- [Exercise prompt] Copy the first line of the material below and every later line through the line containing "2, 3], 2) = [1, 2]", without any other output.
+--
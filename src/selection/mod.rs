//! Value selection by frequency: majority vote and top-k.

pub mod majority;
pub mod top_k;

pub use majority::{majority_candidate, majority_element};
pub use top_k::top_k_frequent;
//! Top-k most frequent values via bucket sort on counts.

use std::collections::HashMap;

use crate::error::{AlgoError, AlgoResult};

/// The `k` most frequent distinct values of `arr`.
///
/// Counts go into a map, then each distinct value is dropped into the
/// bucket indexed by its count (a value can occur at most `n` times, so
/// `n + 1` buckets suffice). Buckets are walked from the highest count down
/// and the walk stops once `k` values are collected.
///
/// The result is ordered by descending frequency; values sharing a
/// frequency come out in ascending order.
///
/// # Errors
/// [`AlgoError::InvalidArgument`] when `k` is zero or exceeds the number of
/// distinct values.
///
/// # Test Cases
/// - top_k_frequent([1, 1, 1, 2, 2, 3], 2) = [1, 2]
pub fn top_k_frequent(arr: &[i64], k: usize) -> AlgoResult<Vec<i64>> {
    let mut counts: HashMap<i64, usize> = HashMap::new();
    for &value in arr {
        *counts.entry(value).or_insert(0) += 1;
    }

    if k == 0 {
        return Err(AlgoError::invalid("k", "must be at least 1"));
    }
    if k > counts.len() {
        return Err(AlgoError::invalid(
            "k",
            format!("{} exceeds the {} distinct values", k, counts.len()),
        ));
    }

    let mut buckets: Vec<Vec<i64>> = vec![Vec::new(); arr.len() + 1];
    for (value, count) in counts {
        buckets[count].push(value);
    }

    let mut result = Vec::with_capacity(k);
    for bucket in buckets.iter_mut().rev() {
        if bucket.is_empty() {
            continue;
        }
        bucket.sort_unstable();
        let take = (k - result.len()).min(bucket.len());
        result.extend_from_slice(&bucket[..take]);
        if result.len() == k {
            break;
        }
    }

    Ok(result)
}
//! In-place ascending sorts over `i64` slices.

pub mod elementary;
pub mod merge_sort;
pub mod quick_sort;

use clap::ValueEnum;
use rand::Rng;
use serde::{Deserialize, Serialize};
use std::fmt;

use quick_sort::{QuickSort, SortStats};

/// The sort routines in the catalog, selectable by name.
#[derive(Debug, Clone, Copy, PartialEq, Eq, Default, Serialize, Deserialize, ValueEnum)]
#[serde(rename_all = "kebab-case")]
pub enum SortAlgorithm {
    Bubble,
    Selection,
    Insertion,
    #[default]
    Quick,
    Merge,
    SortArray,
}

impl SortAlgorithm {
    pub const ALL: [SortAlgorithm; 6] = [
        SortAlgorithm::Bubble,
        SortAlgorithm::Selection,
        SortAlgorithm::Insertion,
        SortAlgorithm::Quick,
        SortAlgorithm::Merge,
        SortAlgorithm::SortArray,
    ];

    pub fn name(self) -> &'static str {
        match self {
            SortAlgorithm::Bubble => "bubble",
            SortAlgorithm::Selection => "selection",
            SortAlgorithm::Insertion => "insertion",
            SortAlgorithm::Quick => "quick",
            SortAlgorithm::Merge => "merge",
            SortAlgorithm::SortArray => "sort-array",
        }
    }

    /// Whether equal elements keep their input order.
    pub fn is_stable(self) -> bool {
        matches!(
            self,
            SortAlgorithm::Insertion | SortAlgorithm::Merge | SortAlgorithm::SortArray
        )
    }

    /// Sort `arr` with this algorithm.
    ///
    /// `quick` and `rng` are only consulted by [`SortAlgorithm::Quick`],
    /// which is also the only variant that reports statistics.
    pub fn run<R: Rng + ?Sized>(
        self,
        arr: &mut [i64],
        quick: QuickSort,
        rng: &mut R,
    ) -> Option<SortStats> {
        tracing::debug!(algorithm = self.name(), len = arr.len(), "sorting");
        match self {
            SortAlgorithm::Bubble => elementary::bubble_sort(arr),
            SortAlgorithm::Selection => elementary::selection_sort(arr),
            SortAlgorithm::Insertion => elementary::insertion_sort(arr),
            SortAlgorithm::Quick => return Some(quick.sort(arr, rng)),
            SortAlgorithm::Merge => merge_sort::merge_sort(arr),
            SortAlgorithm::SortArray => merge_sort::sort_array(arr),
        }
        None
    }
}

impl fmt::Display for SortAlgorithm {
    fn fmt(&self, f: &mut fmt::Formatter<'_>) -> fmt::Result {
        f.write_str(self.name())
    }
}

/// True when `arr` is in non-decreasing order.
pub fn is_sorted(arr: &[i64]) -> bool {
    arr.windows(2).all(|w| w[0] <= w[1])
}
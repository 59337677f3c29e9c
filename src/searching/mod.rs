//! Lookup over sorted slices.

pub mod binary_search;

pub use binary_search::{binary_search, lower_bound, sorted_binary_search, NOT_FOUND};
//! Binary search.
//!
//! [`binary_search`] expects its input already sorted and never reorders it.
//! Callers holding unsorted data use [`sorted_binary_search`], which works on
//! a private sorted copy.

/// Index returned when the target is absent.
pub const NOT_FOUND: isize = -1;

/// Binary search in a sorted slice.
///
/// Returns the index of an element equal to `target`, or [`NOT_FOUND`].
/// When `target` occurs more than once any matching index may be returned;
/// use [`lower_bound`] for the leftmost one.
///
/// # Test Cases
/// - binary_search([1, 3, 5, 7, 9], 7) = 3
/// - binary_search([1, 3, 5, 7, 9], 4) = -1
pub fn binary_search(arr: &[i64], target: i64) -> isize {
    let mut low = 0usize;
    let mut high = arr.len();

    // Half-open window [low, high).
    while low < high {
        let mid = low + (high - low) / 2;
        match arr[mid].cmp(&target) {
            std::cmp::Ordering::Equal => return mid as isize,
            std::cmp::Ordering::Less => low = mid + 1,
            std::cmp::Ordering::Greater => high = mid,
        }
    }

    NOT_FOUND
}

/// Sort a copy of `arr`, then binary search it.
///
/// The returned index refers to the sorted copy, not to `arr`.
pub fn sorted_binary_search(arr: &[i64], target: i64) -> isize {
    let mut sorted = arr.to_vec();
    sorted.sort_unstable();
    binary_search(&sorted, target)
}

/// Index of the first element not less than `target` in a sorted slice.
///
/// Equals `arr.len()` when every element is smaller.
pub fn lower_bound(arr: &[i64], target: i64) -> usize {
    let mut left = 0usize;
    let mut right = arr.len();

    while left < right {
        let mid = left + (right - left) / 2;
        if arr[mid] < target {
            left = mid + 1;
        } else {
            right = mid;
        }
    }

    left
}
+--
- [Expected answer]
filename src/selection/mod.rs
//! Value selection by frequency: majority vote and top-k.

pub mod majority;
pub mod top_k;

pub use majority::{majority_candidate, majority_element};
pub use top_k::top_k_frequent;
//! Top-k most frequent values via bucket sort on counts.

use std::collections::HashMap;

use crate::error::{AlgoError, AlgoResult};

/// The `k` most frequent distinct values of `arr`.
///
/// Counts go into a map, then each distinct value is dropped into the
/// bucket indexed by its count (a value can occur at most `n` times, so
/// `n + 1` buckets suffice). Buckets are walked from the highest count down
/// and the walk stops once `k` values are collected.
///
/// The result is ordered by descending frequency; values sharing a
/// frequency come out in ascending order.
///
/// # Errors
/// [`AlgoError::InvalidArgument`] when `k` is zero or exceeds the number of
/// distinct values.
///
/// # Test Cases
/// - top_k_frequent([1, 1, 1, 2, 2, 3], 2) = [1, 2]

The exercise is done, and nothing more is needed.